Strona 345 z 350

Re: Przyjaciele Lorda Pontusa

: 08 kwie 2022, 20:50
autor: porcella
ufff.
Marzec stał pod znakiem wymiany rur połączonej z rujnacją i odtworzeniem łazienki. Gdy tylko fachowcy nas opuścili z sukcesem i kasą (auuuć), 31 marca wybrałam się do Animal Active na Łopuszańskiej 91 na konsultację z Entropią. Pani Ania Aksamitowska-Banasiak, zoofizjoterapeutka (a jakże!) obmacała Entropię starannie i zaproponowała serię zabiegów lasera i magnetoterapii.

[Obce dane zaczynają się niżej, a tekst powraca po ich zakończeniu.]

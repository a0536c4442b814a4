//! Runs descriptors through the engines and relays their lifecycle to a
//! [`JobListener`].

use std::fs::File;
use std::io::{BufReader, BufWriter};
use std::path::Path;
use std::sync::LazyLock;

use log::debug;
use regex::Regex;

use crate::console::Console;
use crate::descriptor::{self, EffectChain, OutputTarget, Pass};
use crate::engine::{EngineEvent, EngineReport, Toolchain};
use crate::progress::ProgressTracker;
use crate::{AudioModError, Result};

static MAX_VOLUME: LazyLock<Regex> = LazyLock::new(|| {
    Regex::new(r"max_volume: (-*\d*\.\d*) dB").expect("max_volume pattern is valid")
});

/// A lifecycle notification, as delivered to closure listeners.
#[derive(Debug)]
pub enum JobEvent<'a> {
    /// A pass was spawned with this command line.
    Start(&'a str),
    /// Percent done, two decimals, non-decreasing within a pass.
    Progress(f64),
    End,
    Error(&'a AudioModError),
}

/// Receives job lifecycle events.
///
/// `on_start` fires once per spawned pass and `on_progress` any number of
/// times. Exactly one of `on_end` or `on_error` fires per job.
pub trait JobListener {
    fn on_start(&mut self, _command_line: &str) {}

    fn on_progress(&mut self, _percent: f64) {}

    fn on_end(&mut self) {}

    fn on_error(&mut self, _error: &AudioModError) {}
}

impl<F> JobListener for F
where
    F: FnMut(JobEvent<'_>),
{
    fn on_start(&mut self, command_line: &str) {
        self(JobEvent::Start(command_line));
    }

    fn on_progress(&mut self, percent: f64) {
        self(JobEvent::Progress(percent));
    }

    fn on_end(&mut self) {
        self(JobEvent::End);
    }

    fn on_error(&mut self, error: &AudioModError) {
        self(JobEvent::Error(error));
    }
}

/// Listener that ignores every event.
#[derive(Clone, Copy, Debug, Default)]
pub struct SilentListener;

impl JobListener for SilentListener {}

/// Peak level parsed from a loudness measurement report.
#[derive(Clone, Copy, Debug, PartialEq)]
pub struct MeasuredPeak {
    pub decibels: f64,
}

impl MeasuredPeak {
    /// Reads `max_volume: <dB> dB` from the engine log. A report without the
    /// line counts as a peak of 0 dB.
    pub fn from_report(log: &str) -> Result<Self> {
        let Some(captures) = MAX_VOLUME.captures(log) else {
            return Ok(Self { decibels: 0.0 });
        };
        let raw = &captures[1];
        let decibels = raw
            .parse::<f64>()
            .map_err(|_| AudioModError::UnreadableReport(format!("max_volume '{raw}'")))?;
        Ok(Self { decibels })
    }

    /// Peak at 0.0 dB when rounded to the report's precision.
    pub fn is_unity(&self) -> bool {
        (self.decibels * 10.0).round() == 0.0
    }

    /// Gain that lifts the peak to 0 dB.
    pub fn compensating_gain(&self) -> f64 {
        -self.decibels
    }
}

/// What a finished pass sequence did to the output.
#[derive(Clone, Copy, Debug, PartialEq, Eq)]
pub(crate) enum PassOutcome {
    Written,
    /// The input needed no change and nothing was written.
    Unchanged,
}

enum NormalizeStage {
    Measuring,
    Applying { gain_db: f64 },
    Done(PassOutcome),
}

/// Forwards engine events to the listener, turning raw measurements into
/// percentages.
struct Relay<'a> {
    listener: &'a mut dyn JobListener,
    console: Console,
    label: &'static str,
    tracker: Option<ProgressTracker>,
}

impl Relay<'_> {
    fn handle(&mut self, event: EngineEvent) {
        let done = match event {
            EngineEvent::Started(command_line) => {
                self.console.log("Spawned engine with command", &command_line);
                self.listener.on_start(&command_line);
                return;
            }
            EngineEvent::Elapsed(seconds) => seconds,
            EngineEvent::Transferred(bytes) => bytes as f64,
        };
        if let Some(percent) = self.tracker.as_mut().and_then(|tracker| tracker.observe(done)) {
            self.console.progress(self.label, percent);
            self.listener.on_progress(percent);
        }
    }
}

/// Drives the passes of one job.
pub(crate) struct Executor<'a> {
    tools: &'a Toolchain,
    console: Console,
    listener: &'a mut dyn JobListener,
}

impl<'a> Executor<'a> {
    pub(crate) fn new(
        tools: &'a Toolchain,
        console: Console,
        listener: &'a mut dyn JobListener,
    ) -> Self {
        Self {
            tools,
            console,
            listener,
        }
    }

    /// Run one pass. Progress is reported against `expected_seconds` of
    /// output, or not at all when that is `None`.
    pub(crate) fn run_pass(
        &mut self,
        pass: &Pass,
        label: &'static str,
        expected_seconds: Option<f64>,
    ) -> Result<EngineReport> {
        let mut relay = Relay {
            listener: &mut *self.listener,
            console: self.console,
            label,
            tracker: expected_seconds.map(ProgressTracker::new),
        };
        self.tools
            .transcoder
            .run(pass, &mut |event| relay.handle(event))
    }

    /// Measure the peak, then apply the compensating gain into `output`.
    pub(crate) fn normalize(
        &mut self,
        input: &Path,
        output: &Path,
        duration: f64,
    ) -> Result<PassOutcome> {
        let mut stage = NormalizeStage::Measuring;
        loop {
            stage = match stage {
                NormalizeStage::Measuring => {
                    let report =
                        self.run_pass(&descriptor::measure_peak(input), "Measuring", None)?;
                    let peak = MeasuredPeak::from_report(&report.log)?;
                    if peak.is_unity() {
                        self.console.info(
                            "Now volume is 0.0 dB,",
                            "it is not necessary file normalization",
                        );
                        NormalizeStage::Done(PassOutcome::Unchanged)
                    } else {
                        let gain_db = peak.compensating_gain();
                        self.console
                            .info("Audio normalization to", format_args!("{gain_db}dB"));
                        NormalizeStage::Applying { gain_db }
                    }
                }
                NormalizeStage::Applying { gain_db } => {
                    let pass = descriptor::apply_gain(
                        input,
                        gain_db,
                        OutputTarget::File(output.to_path_buf()),
                    );
                    self.run_pass(&pass, "Normalizing", Some(duration))?;
                    NormalizeStage::Done(PassOutcome::Written)
                }
                NormalizeStage::Done(outcome) => return Ok(outcome),
            };
        }
    }

    /// Stream `input` through the effect chain into `output`. Progress is
    /// bytes written against the input size.
    pub(crate) fn run_effect(
        &mut self,
        chain: &EffectChain,
        input: &Path,
        output: &Path,
    ) -> Result<()> {
        let source = File::open(input)?;
        let input_size = source.metadata()?.len();
        let sink = File::create(output)?;
        debug!(
            "applying {} to {} bytes from '{}'",
            chain.effect,
            input_size,
            input.display()
        );

        let mut relay = Relay {
            listener: &mut *self.listener,
            console: self.console,
            label: "Applying FX",
            tracker: Some(ProgressTracker::new(input_size as f64)),
        };
        self.tools.effects.transform(
            chain,
            Box::new(BufReader::new(source)),
            Box::new(BufWriter::new(sink)),
            &mut |event| relay.handle(event),
        )?;
        Ok(())
    }
}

No i teraz jeździmy codziennie na sesje.
Starsza pani została najpierw podgolona w miejscach, w których będą zabiegi laserem, czyli wzdłuż kręgosłupa, tylne łapki w okolicy kolan, barki, a następnie zaaplikowano jej ten zabieg. Oraz na pododermatitis na poduszeczce przedniej łapki. A potem pół godziny w polu magnetycznym.
Wygląda to tak:

Obrazek

Obrazek

Obrazek

Obrazek

Okazuje się, że czarna skóra Entropii jest wrażliwsza, niż się wydawało i laser spowodował lekkie oparzenie na barku. Panie zmieniły parametry, jest dlużej, ale słabszym promieniem.
Skuteczność? trudno powiedzieć, na pewno podo jest dużo mniejsze i mniej bolesne, wydaje mi się też, że Starsza pani lepiej sie porusza, ale - wiadomo, nie tak szybko :-)
Za tydzień - dwa będzie wiadomo na pewno. :fingerscrossed:

Re: Przyjaciele Lorda Pontusa

: 09 kwie 2022, 12:16
autor: sosnowa
Trzymam

Re: Przyjaciele Lorda Pontusa

: 10 kwie 2022, 17:57
autor: zwierzur
Bitwa na bobki i kłaki była, jak widzę... :102: Zdrówka, Entropciu! :buzki:

Re: Przyjaciele Lorda Pontusa

: 26 kwie 2022, 19:51
autor: porcella
No i jest marnie. Entropia trzyma się jako tako, choć rewelacji nie ma i w tym wieku raczej nie można sie spodziewać, nagłego ozdrowienia.
Natomiast Jogi, niestety, jest chory dużo bardziej, niż myśleliśmy. Woda w klatce piersiowej niestety nie jest wynikiem problemów sercowych, ale procesu nowotworowego w płucach. Ostatnie echo nie pozostawiło wątpliwości. Takie rozsiane paskudztwo. Antybiotyk, steryd, nasercowe, ale w każdej chwili może się okazać, że się nam świnka zaczyna dusić...
Apetyt ma, z Entropią też się od czasu do czasu pokłóci - oby jak najdłużej w dobrej formie. :pray: bo wiele tu nie poradzimy.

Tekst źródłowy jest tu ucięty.